In the British Museum in London is the Rosetta Stone, a black inscribed slab that has been central to world history ever since the French scholar Jean-François Champollion used its specimens of the same text in different ancient languages to decipher Egyptian hieroglyphics. Champollion studied Coptic as part of his quest, because he rightly saw that it was descended from ancient Egyptian. That is, the language of the Coptic liturgy is the language of ancient Egypt.

So who are the Copts? They are the ancient Egyptians. Their art, language and religion are directly descended from the art, language and religion of the land of the pharaohs.

Their survival is a tribute to the religious tolerance of Islam. How many Islamic communities survived in medieval Christian Europe? As for modern times, a Europe that murdered six million Jews less than a century ago is in no position to vaunt its tolerance. But, the Coptic minority is no side issue. This culture has the right to respect, protection and a political voice in the new Egypt. It can claim to be the most Egyptian culture of all.

2 thoughts on “Who are the Coptic Christians?”

  1. The relationship between the Coptic Christians and the Roman Christian Church has fundamental importance to our understanding of the (violent) spread of western “civilization.”

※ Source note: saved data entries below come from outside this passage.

use std::path::Path;

use serde::{Deserialize, Serialize};

use crate::{PolyjudgeError, Result};

#[derive(Debug, Clone, Default, PartialEq, Serialize, Deserialize)]
pub struct PolyjudgeConfig {
    #[serde(default)]
    pub judge0: Judge0Config,
    #[serde(default)]
    pub polling: PollingConfig,
    #[serde(default)]
    pub local: LocalConfig,
}

impl PolyjudgeConfig {
    /// Load from a JSON file, then apply environment overrides
    pub fn load(path: Option<&Path>) -> Result<Self> {
        let mut config = match path {
            Some(p) => {
                let content = std::fs::read_to_string(p)?;
                serde_json::from_str(&content)?
            }
            None => Self::default(),
        };
        config.apply_env(|key| std::env::var(key).ok());
        config.validate()?;
        Ok(config)
    }

    pub fn apply_env(&mut self, lookup: impl Fn(&str) -> Option<String>) {
        if let Some(url) = lookup("JUDGE0_URL") {
            self.judge0.base_url = url;
        }
        if let Some(key) = lookup("JUDGE0_API_KEY") {
            self.judge0.api_key = Some(key);
        }
        if let Some(host) = lookup("JUDGE0_RAPIDAPI_HOST") {
            self.judge0.rapidapi_host = Some(host);
        }
    }

    pub fn validate(&self) -> Result<()> {
        if self.polling.max_attempts == 0 {
            return Err(PolyjudgeError::Config(
                "polling.max_attempts must be at least 1".into(),
            ));
        }
        if self.polling.initial_delay_ms > self.polling.max_delay_ms {
            return Err(PolyjudgeError::Config(
                "polling.initial_delay_ms exceeds polling.max_delay_ms".into(),
            ));
        }
        Ok(())
    }
}

#[derive(Debug, Clone, PartialEq, Serialize, Deserialize)]
pub struct Judge0Config {
    pub base_url: String,
    #[serde(default)]
    pub api_key: Option<String>,
    /// Set when the instance is reached through RapidAPI
    #[serde(default)]
    pub rapidapi_host: Option<String>,
}

impl Default for Judge0Config {
    fn default() -> Self {
        Self {
            base_url: "http://localhost:2358".to_string(),
            api_key: None,
            rapidapi_host: None,
        }
    }
}

fn default_max_attempts() -> u32 {
    20
}

fn default_initial_delay_ms() -> u64 {
    250
}

fn default_max_delay_ms() -> u64 {
    2000
}

/// Capped exponential backoff for result polling
#[derive(Debug, Clone, PartialEq, Serialize, Deserialize)]
pub struct PollingConfig {
    #[serde(default = "default_max_attempts")]
    pub max_attempts: u32,
    #[serde(default = "default_initial_delay_ms")]
    pub initial_delay_ms: u64,
    #[serde(default = "default_max_delay_ms")]
    pub max_delay_ms: u64,
}

impl Default for PollingConfig {
    fn default() -> Self {
        Self {
            max_attempts: default_max_attempts(),
            initial_delay_ms: default_initial_delay_ms(),
            max_delay_ms: default_max_delay_ms(),
        }
    }
}

impl PollingConfig {
    /// Delay before poll `attempt` (zero-based)
    pub fn delay_for(&self, attempt: u32) -> u64 {
        let factor = 1u64.checked_shl(attempt.min(32)).unwrap_or(u64::MAX);
        self.initial_delay_ms
            .saturating_mul(factor)
            .min(self.max_delay_ms)
    }
}

fn default_run_timeout_ms() -> u64 {
    5000
}

fn default_compile_timeout_ms() -> u64 {
    30000
}

#[derive(Debug, Clone, PartialEq, Serialize, Deserialize)]
pub struct LocalConfig {
    #[serde(default = "default_run_timeout_ms")]
    pub run_timeout_ms: u64,
    #[serde(default = "default_compile_timeout_ms")]
    pub compile_timeout_ms: u64,
}

impl Default for LocalConfig {
    fn default() -> Self {
        Self {
            run_timeout_ms: default_run_timeout_ms(),
            compile_timeout_ms: default_compile_timeout_ms(),
        }
    }
}

#[cfg(test)]
mod tests {
    use super::*;

    #[test]
    fn test_backoff_doubles_and_caps() {
        let polling = PollingConfig::default();
        let delays: Vec<u64> = (0..6).map(|a| polling.delay_for(a)).collect();
        assert_eq!(delays, vec![250, 500, 1000, 2000, 2000, 2000]);
        assert_eq!(polling.delay_for(200), 2000);
    }

    #[test]
    fn test_partial_file_uses_defaults() {
        let config: PolyjudgeConfig =
            serde_json::from_str(r#"{"polling": {"max_attempts": 3}}"#).unwrap();
        assert_eq!(config.polling.max_attempts, 3);
        assert_eq!(config.polling.initial_delay_ms, 250);
        assert_eq!(config.judge0.base_url, "http://localhost:2358");
    }

    #[test]
    fn test_env_overrides() {
        let mut config = PolyjudgeConfig::default();
        config.apply_env(|key| match key {
            "JUDGE0_URL" => Some("https://judge0.example".into()),
            "JUDGE0_API_KEY" => Some("secret".into()),
            _ => None,
        });
        assert_eq!(config.judge0.base_url, "https://judge0.example");
        assert_eq!(config.judge0.api_key.as_deref(), Some("secret"));
        assert!(config.judge0.rapidapi_host.is_none());
    }

    #[test]
    fn test_validate_rejects_zero_attempts() {
        let mut config = PolyjudgeConfig::default();
        config.polling.max_attempts = 0;
        assert!(matches!(config.validate(), Err(PolyjudgeError::Config(_))));
    }
}
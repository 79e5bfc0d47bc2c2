//! Exact-match grading of one execution against one test case.

use polyjudge_core::TestCase;
use serde::{Deserialize, Serialize};

use crate::execution::{ExecutionError, ExecutionOutcome};

/// Shown instead of the expected output of a hidden case
pub const HIDDEN_MARKER: &str = "Hidden";

/// Client-facing result for one test case
#[derive(Debug, Clone, PartialEq, Eq, Serialize, Deserialize)]
#[serde(rename_all = "camelCase")]
pub struct CaseReport {
    pub input: String,
    pub expected_output: String,
    pub actual_output: String,
    pub error: String,
    pub passed: bool,
    pub hidden: bool,
}

#[derive(Debug, Clone, PartialEq, Eq, Serialize, Deserialize)]
#[serde(rename_all = "camelCase")]
pub struct SubmissionReport {
    pub passed: bool,
    pub passed_count: u32,
    pub total: u32,
    pub cases: Vec<CaseReport>,
}

impl SubmissionReport {
    /// All cases must pass; an empty case list passes nothing
    pub fn from_cases(cases: Vec<CaseReport>) -> Self {
        let total = cases.len() as u32;
        let passed_count = cases.iter().filter(|c| c.passed).count() as u32;
        Self {
            passed: total > 0 && passed_count == total,
            passed_count,
            total,
            cases,
        }
    }
}

fn trimmed(text: Option<&str>) -> &str {
    text.map(str::trim).unwrap_or_default()
}

fn masked_expected(case: &TestCase) -> String {
    match case.hidden {
        true => HIDDEN_MARKER.to_string(),
        false => case.expected_output.trim().to_string(),
    }
}

fn error_text(outcome: &ExecutionOutcome) -> String {
    let stderr = trimmed(outcome.stderr.as_deref());
    if !stderr.is_empty() {
        return stderr.to_string();
    }

    let compile = trimmed(outcome.compile_output.as_deref());
    if !compile.is_empty() {
        return compile.to_string();
    }

    let Some(status) = outcome.status.as_ref() else {
        return String::new();
    };
    match status.is_terminal() && !status.is_accepted() {
        true => {
            let message = trimmed(outcome.message.as_deref());
            match message.is_empty() {
                true => status.description.trim().to_string(),
                false => message.to_string(),
            }
        }
        false => String::new(),
    }
}

/// Compare trimmed stdout with the trimmed expected output. Any error text,
/// or a terminal status other than accepted, fails the case even when the
/// output matches.
pub fn grade(case: &TestCase, outcome: &ExecutionOutcome) -> CaseReport {
    let actual = trimmed(outcome.stdout.as_deref());
    let error = error_text(outcome);
    let passed = error.is_empty() && actual == case.expected_output.trim();

    CaseReport {
        input: case.input.clone(),
        expected_output: masked_expected(case),
        actual_output: actual.to_string(),
        error,
        passed,
        hidden: case.hidden,
    }
}

/// Failed case for a run that never produced an outcome
pub fn timeout_report(case: &TestCase, error: &ExecutionError) -> CaseReport {
    CaseReport {
        input: case.input.clone(),
        expected_output: masked_expected(case),
        actual_output: String::new(),
        error: error.to_string(),
        passed: false,
        hidden: case.hidden,
    }
}

#[cfg(test)]
mod tests {
    use super::*;
    use crate::execution::{status, ExecutionStatus};

    fn case(expected: &str, hidden: bool) -> TestCase {
        TestCase {
            input: "[2,7,11,15]\n9".into(),
            expected_output: expected.into(),
            hidden,
        }
    }

    fn accepted(stdout: &str) -> ExecutionOutcome {
        ExecutionOutcome {
            stdout: Some(stdout.into()),
            status: Some(ExecutionStatus::new(status::ACCEPTED, "Accepted")),
            ..Default::default()
        }
    }

    #[test]
    fn test_trimmed_exact_match_passes() {
        let report = grade(&case(" [0,1] \n", false), &accepted("[0,1]\n"));
        assert!(report.passed);
        assert_eq!(report.actual_output, "[0,1]");
        assert_eq!(report.expected_output, "[0,1]");
        assert!(report.error.is_empty());
    }

    #[test]
    fn test_no_fuzzy_comparison() {
        assert!(!grade(&case("[0,1]", false), &accepted("[0, 1]")).passed);
        assert!(!grade(&case("2.5", false), &accepted("2.50000")).passed);
    }

    #[test]
    fn test_stderr_fails_even_with_matching_output() {
        let mut outcome = accepted("[0,1]");
        outcome.stderr = Some("DeprecationWarning: something\n".into());
        let report = grade(&case("[0,1]", false), &outcome);
        assert!(!report.passed);
        assert_eq!(report.error, "DeprecationWarning: something");
    }

    #[test]
    fn test_runtime_error_keeps_partial_output() {
        let outcome = ExecutionOutcome {
            stdout: Some("partial\n".into()),
            stderr: Some("Traceback (most recent call last):\nZeroDivisionError".into()),
            status: Some(ExecutionStatus::new(status::RUNTIME_ERROR, "Runtime Error (NZEC)")),
            ..Default::default()
        };
        let report = grade(&case("1", false), &outcome);
        assert!(!report.passed);
        assert_eq!(report.actual_output, "partial");
        assert!(report.error.contains("ZeroDivisionError"));
    }

    #[test]
    fn test_compile_output_is_the_error() {
        let outcome = ExecutionOutcome {
            compile_output: Some("Main.java:3: error: ';' expected\n".into()),
            status: Some(ExecutionStatus::new(status::COMPILATION_ERROR, "Compilation Error")),
            ..Default::default()
        };
        let report = grade(&case("[0,1]", false), &outcome);
        assert!(!report.passed);
        assert_eq!(report.error, "Main.java:3: error: ';' expected");
    }

    #[test]
    fn test_silent_failure_reports_status() {
        let outcome = ExecutionOutcome {
            status: Some(ExecutionStatus::new(status::TIME_LIMIT_EXCEEDED, "Time Limit Exceeded")),
            ..Default::default()
        };
        let report = grade(&case("[0,1]", false), &outcome);
        assert!(!report.passed);
        assert_eq!(report.error, "Time Limit Exceeded");
    }

    #[test]
    fn test_rejected_status_fails_matching_output() {
        let outcome = ExecutionOutcome {
            stdout: Some("[0,1]\n".into()),
            status: Some(ExecutionStatus::new(status::TIME_LIMIT_EXCEEDED, "Time Limit Exceeded")),
            message: Some("killed after 5s".into()),
            ..Default::default()
        };
        let report = grade(&case("[0,1]", false), &outcome);
        assert!(!report.passed);
        assert_eq!(report.actual_output, "[0,1]");
        assert_eq!(report.error, "killed after 5s");
    }

    #[test]
    fn test_hidden_case_masks_expected_output() {
        let report = grade(&case("[0,1]", true), &accepted("[0,1]"));
        assert!(report.passed);
        assert!(report.hidden);
        assert_eq!(report.expected_output, HIDDEN_MARKER);
    }

    #[test]
    fn test_timeout_report_fails_case() {
        let err = ExecutionError::Timeout {
            token: "abc".into(),
            attempts: 20,
        };
        let report = timeout_report(&case("[0,1]", true), &err);
        assert!(!report.passed);
        assert!(report.error.contains("abc"));
        assert_eq!(report.expected_output, HIDDEN_MARKER);
    }

    #[test]
    fn test_submission_report_requires_every_case() {
        let pass = grade(&case("1", false), &accepted("1"));
        let fail = grade(&case("1", false), &accepted("2"));

        let report = SubmissionReport::from_cases(vec![pass.clone(), fail]);
        assert!(!report.passed);
        assert_eq!((report.passed_count, report.total), (1, 2));

        assert!(SubmissionReport::from_cases(vec![pass]).passed);
        assert!(!SubmissionReport::from_cases(Vec::new()).passed);
    }

    #[test]
    fn test_report_serializes_camel_case() {
        let report = grade(&case("[0,1]", false), &accepted("[0,1]"));
        let json = serde_json::to_value(&report).unwrap();
        assert_eq!(json["expectedOutput"], "[0,1]");
        assert_eq!(json["actualOutput"], "[0,1]");
        assert_eq!(json["passed"], true);
    }
}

    With the crucifixion of Jesus, his following was thrown into disarray. Mark held close to Jesus’s teachings of Love – that the true nature of man, of Jesus, was Love. The Coptic Christian Church, established within 10 years in Alexandria, was/is established on this fundamental trust of our divinity — of a divine soul carried by/within a finite (material) body.
    During this same tumultuous period, the Roman Emperor Nero literally confiscated “Christianity” for his own political needs. To be accepted in the Roman Catholic Church (and, thereby, obtain “divine salvation”) the devout Christian had to accept that the divinity of Jesus was unobtainable by mere humans (i.e., the Nicene Creed) – that we are sinners in need of the guidance of political authority (e.g., the Church).

    This is important because of what it represents about the spread of western “civilization.” We think of the “conquest” of the Mesopotamian Fertile Crescent, of the “conquest” of Gaul by the Romans, of the “conquest” of Ireland by the English, of the “conquest” of the Native Americans. History tells us those conquests were of noble purpose; not so. By now, we have a growing culture of loving that sees the reality behind the crass “nobility” of wealth and power. As important as the conquest of land, the conquest of our human spirit must be fully grasped. We need to know that the spread of European “Christianity” involved the torture and death of a simple, noble teacher of Love, and the deliberate “re-writing” of his teachings in order to enslave the minds of his followers.

    To understand the nobility of humankind (our Divine Nature, our courage, our generosity, our exquisite care of our children) we need to dig back into what Christ’s crucifixion really meant for those Romans who had revered him. Understanding what the Coptic Christians represent is important to our view of who we are as a species. We are not the sickness of Greed.

    I obviously care deeply about these issues, having been drawn to understand our “humanity” as I learned to care for the — deeply trouble, but courageous and noble – people who came to me for psychiatric care. The biological/spiritual depth of our human-ness (and the vital importance of passing that to our children) is discussed (with solid scientific evidentiary support) on my website. The essay is called “Healing is Intrinsic to Life” and can be found at

    The great human being, Jesus, left us his blessing: “Be not afraid.”